WASHINGTON (1/6/16)--With share insurance coverage extended to interest on lawyers trust accounts (IOLTAs) and other similar escrow accounts starting Jan. 27, credit unions need to know their compliance requirements, as well as what accounts are covered. The U.S. Congress passed legislation requiring the coverage in December 2014, and the National Credit Union Administration (NCUA) finalized its implementing rule last month.
Under an IOLTA program, an attorney or law firm may establish an account at a financial institution to hold clients' funds to pay for legal services or other purposes. The Credit Union National Association’s CompBlog looked into the details credit unions should know about the new requirements.
The final rule states that as long as the attorney or escrow agent is a member of the credit union, then the funds in the IOLTA/escrow accounts will be insured on a pass-through basis on behalf of the individuals who actually own the funds, whether they are members or not.

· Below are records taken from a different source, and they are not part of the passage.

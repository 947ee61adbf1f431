//! HTTP plumbing for the alert store: a pluggable client, auth wrappers and
//! page-by-page retrieval.

mod basic;
mod client;
pub mod auth;

pub use basic::BasicClient;
pub use client::HttpClient;

use anyhow::{Result, bail};
use reqwest::header::HeaderValue;
use reqwest::{Method, Request, Response, Url};
use serde::de::DeserializeOwned;
use std::future::Future;
use tracing::debug;

/// Sends a GET through `client`, failing on any non-success status.
pub async fn get<C: HttpClient>(
    client: &C,
    url: Url,
    headers: &[(&'static str, &str)],
) -> Result<Response> {
    let mut req = Request::new(Method::GET, url);
    for (name, value) in headers {
        req.headers_mut()
            .insert(*name, value.parse::<HeaderValue>()?);
    }

    let resp = client.execute(req).await?;
    if !resp.status().is_success() {
        let status = resp.status();
        let body = resp.text().await.unwrap_or_default();
        bail!("request returned status {}: {}", status, body);
    }
    Ok(resp)
}

/// GETs `url` and decodes the JSON body as `T`.
pub async fn get_json<C: HttpClient, T: DeserializeOwned>(client: &C, url: Url) -> Result<T> {
    Ok(get(client, url, &[]).await?.json().await?)
}

/// Requests pages of `page_size` rows until a page comes back short.
///
/// `fetch_page` receives `(offset, limit)`. Rows from every page are returned
/// in order as one collection.
pub async fn paginate<T, F, Fut>(page_size: usize, mut fetch_page: F) -> Result<Vec<T>>
where
    F: FnMut(usize, usize) -> Fut,
    Fut: Future<Output = Result<Vec<T>>>,
{
    if page_size == 0 {
        bail!("page size must be positive");
    }

    let mut rows = Vec::new();
    let mut offset = 0;

    loop {
        let page = fetch_page(offset, page_size).await?;
        let len = page.len();
        debug!(offset, len, "Fetched page");
        rows.extend(page);

        if len < page_size {
            break;
        }
        offset += len;
    }

    Ok(rows)
}
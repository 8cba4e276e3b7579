//! Students, their profiles, and the external identity that logs them in.

use serde::{Deserialize, Serialize};

use crate::{
  Error, Result,
  tag::{TagKind, normalize_names},
};

pub type StudentId = i64;

/// Picture URI used until a student uploads their own.
pub const DEFAULT_PROFILE_PICTURE: &str = "/static/img/default-profile.jpg";

/// Name given to a student whose identity provider supplied none.
pub const DEFAULT_STUDENT_NAME: &str = "New Student";

// ─── Student ─────────────────────────────────────────────────────────────────

/// The stored student row, including the identity fields used at login.
#[derive(Debug, Clone, PartialEq, Eq, Serialize, Deserialize)]
pub struct Student {
  pub id:              StudentId,
  pub name:            String,
  pub year:            i64,
  pub faculty:         String,
  pub profile_picture: String,
  pub oauth_subject:   Option<String>,
  pub email:           Option<String>,
  /// Set on creation; cleared by the first profile submission.
  pub first_login:     bool,
}

/// The directory view of a student: the row plus resolved tag names.
#[derive(Debug, Clone, PartialEq, Eq, Serialize, Deserialize)]
pub struct StudentProfile {
  pub id:              StudentId,
  pub name:            String,
  pub year:            i64,
  pub faculty:         String,
  pub profile_picture: String,
  pub interests:       Vec<String>,
  pub clubs:           Vec<String>,
  pub languages:       Vec<String>,
}

impl StudentProfile {
  pub fn tags(&self, kind: TagKind) -> &[String] {
    match kind {
      TagKind::Interest => &self.interests,
      TagKind::Club => &self.clubs,
      TagKind::Language => &self.languages,
    }
  }

  pub fn tags_mut(&mut self, kind: TagKind) -> &mut Vec<String> {
    match kind {
      TagKind::Interest => &mut self.interests,
      TagKind::Club => &mut self.clubs,
      TagKind::Language => &mut self.languages,
    }
  }

  /// A profile with no tags yet.
  pub fn bare(student: &Student) -> Self {
    Self {
      id:              student.id,
      name:            student.name.clone(),
      year:            student.year,
      faculty:         student.faculty.clone(),
      profile_picture: student.profile_picture.clone(),
      interests:       Vec::new(),
      clubs:           Vec::new(),
      languages:       Vec::new(),
    }
  }
}

/// Refers to a student either by id or by exact display name.
#[derive(Debug, Clone, PartialEq, Eq)]
pub enum StudentRef {
  Id(StudentId),
  Name(String),
}

// ─── Profile submission ──────────────────────────────────────────────────────

/// Input to [`crate::store::DirectoryStore::update_profile`].
///
/// Tag lists replace the student's current associations. A `None` picture
/// keeps the existing one.
#[derive(Debug, Clone, Default)]
pub struct ProfileUpdate {
  pub name:            String,
  pub year:            i64,
  pub faculty:         String,
  pub profile_picture: Option<String>,
  pub interests:       Vec<String>,
  pub clubs:           Vec<String>,
  pub languages:       Vec<String>,
}

impl ProfileUpdate {
  /// Check required fields and normalise tag names in place.
  pub fn validate(mut self) -> Result<Self> {
    self.name = self.name.trim().to_owned();
    self.faculty = self.faculty.trim().to_owned();

    if self.name.is_empty() {
      return Err(Error::invalid("name is required"));
    }
    if self.faculty.is_empty() {
      return Err(Error::invalid("faculty is required"));
    }
    if self.year < 1 {
      return Err(Error::invalid(format!(
        "year must be a positive integer, got {}",
        self.year
      )));
    }

    self.interests = normalize_names(&self.interests);
    self.clubs = normalize_names(&self.clubs);
    self.languages = normalize_names(&self.languages);
    Ok(self)
  }

  pub fn tags(&self, kind: TagKind) -> &[String] {
    match kind {
      TagKind::Interest => &self.interests,
      TagKind::Club => &self.clubs,
      TagKind::Language => &self.languages,
    }
  }

  pub fn tags_mut(&mut self, kind: TagKind) -> &mut Vec<String> {
    match kind {
      TagKind::Interest => &mut self.interests,
      TagKind::Club => &mut self.clubs,
      TagKind::Language => &mut self.languages,
    }
  }
}

// ─── Identity ────────────────────────────────────────────────────────────────

/// A verified identity handed over by a login provider.
///
/// `subject` is the provider's stable id for the user (the OAuth `sub`
/// claim, or the address itself for email login).
#[derive(Debug, Clone, PartialEq, Eq)]
pub struct ExternalIdentity {
  pub subject: String,
  pub email:   Option<String>,
  pub name:    Option<String>,
  pub picture: Option<String>,
}

impl ExternalIdentity {
  pub fn from_email(email: impl Into<String>, name: Option<String>) -> Self {
    let email = email.into();
    Self {
      subject: email.clone(),
      email: Some(email),
      name,
      picture: None,
    }
  }

  pub fn validate(self) -> Result<Self> {
    if self.subject.trim().is_empty() {
      return Err(Error::invalid("identity subject is required"));
    }
    Ok(self)
  }
}
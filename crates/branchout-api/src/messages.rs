//! Handlers for `/messages` and `/unread`.
//!
//! | Method | Path | Notes |
//! |--------|------|-------|
//! | `GET`  | `/messages?user_id=&other_id=` | Conversation, oldest first; marks incoming read |
//! | `POST` | `/messages` | Body: `{"sender_id":1,"receiver_id":2,"content":"hi"}`; returns 201 |
//! | `GET`  | `/unread?user_id=` | Unread counts per sender |
//!
//! With a logged-in student, `user_id` and `sender_id` default to that
//! student and may not name anyone else.

use std::sync::Arc;

use axum::{
  Json,
  extract::{Query, State},
  http::StatusCode,
  response::IntoResponse,
};
use branchout_core::{
  message::{Message, NewMessage, UnreadSummary},
  store::DirectoryStore,
  student::StudentId,
};
use serde::Deserialize;

use crate::{actor::Actor, error::ApiError};

#[derive(Debug, Deserialize)]
pub struct ConversationParams {
  pub user_id:  Option<StudentId>,
  pub other_id: Option<StudentId>,
}

/// `GET /messages?user_id=<id>&other_id=<id>`
pub async fn fetch<S: DirectoryStore>(
  State(store): State<Arc<S>>,
  actor: Actor,
  Query(params): Query<ConversationParams>,
) -> Result<Json<Vec<Message>>, ApiError> {
  let user_id = actor.resolve(params.user_id, "user_id")?;
  let other_id = params.other_id.ok_or_else(|| ApiError::missing("other_id"))?;
  let messages = store
    .fetch_conversation(user_id, other_id)
    .await
    .map_err(ApiError::store)?;
  Ok(Json(messages))
}

#[derive(Debug, Deserialize)]
pub struct SendBody {
  pub sender_id:   Option<StudentId>,
  pub receiver_id: Option<StudentId>,
  #[serde(default)]
  pub content:     String,
}

/// `POST /messages`
pub async fn send<S: DirectoryStore>(
  State(store): State<Arc<S>>,
  actor: Actor,
  Json(body): Json<SendBody>,
) -> Result<impl IntoResponse, ApiError> {
  let input = NewMessage {
    sender_id:   actor.resolve(body.sender_id, "sender_id")?,
    receiver_id: body.receiver_id.ok_or_else(|| ApiError::missing("receiver_id"))?,
    content:     body.content,
  };
  let message = store.send_message(input).await.map_err(ApiError::store)?;
  Ok((StatusCode::CREATED, Json(message)))
}

#[derive(Debug, Deserialize)]
pub struct UnreadParams {
  pub user_id: Option<StudentId>,
}

/// `GET /unread?user_id=<id>`
pub async fn unread<S: DirectoryStore>(
  State(store): State<Arc<S>>,
  actor: Actor,
  Query(params): Query<UnreadParams>,
) -> Result<Json<Vec<UnreadSummary>>, ApiError> {
  let user_id = actor.resolve(params.user_id, "user_id")?;
  Ok(Json(store.unread_summary(user_id).await.map_err(ApiError::store)?))
}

The law allowed the NCUA to also extend coverage to “other similar escrow accounts.” Per the agency, “similar” accounts are accounts held by individuals that are licensed professionals or other individual serving in a fiduciary capacity holding funds for the benefit of a client as part of a transaction or business relationship.
Examples of these types of accounts include real estate escrow accounts and prepaid funeral accounts.
While CUNA pushed the agency to include prepaid card programs in the regulation, the agency cited the different structure of such accounts in declining to extend pass-through coverage. However, the NCUA has stated that if all the prepaid card program participants are members of the credit union and all recordkeeping requirements are met, the funds in the program are insured.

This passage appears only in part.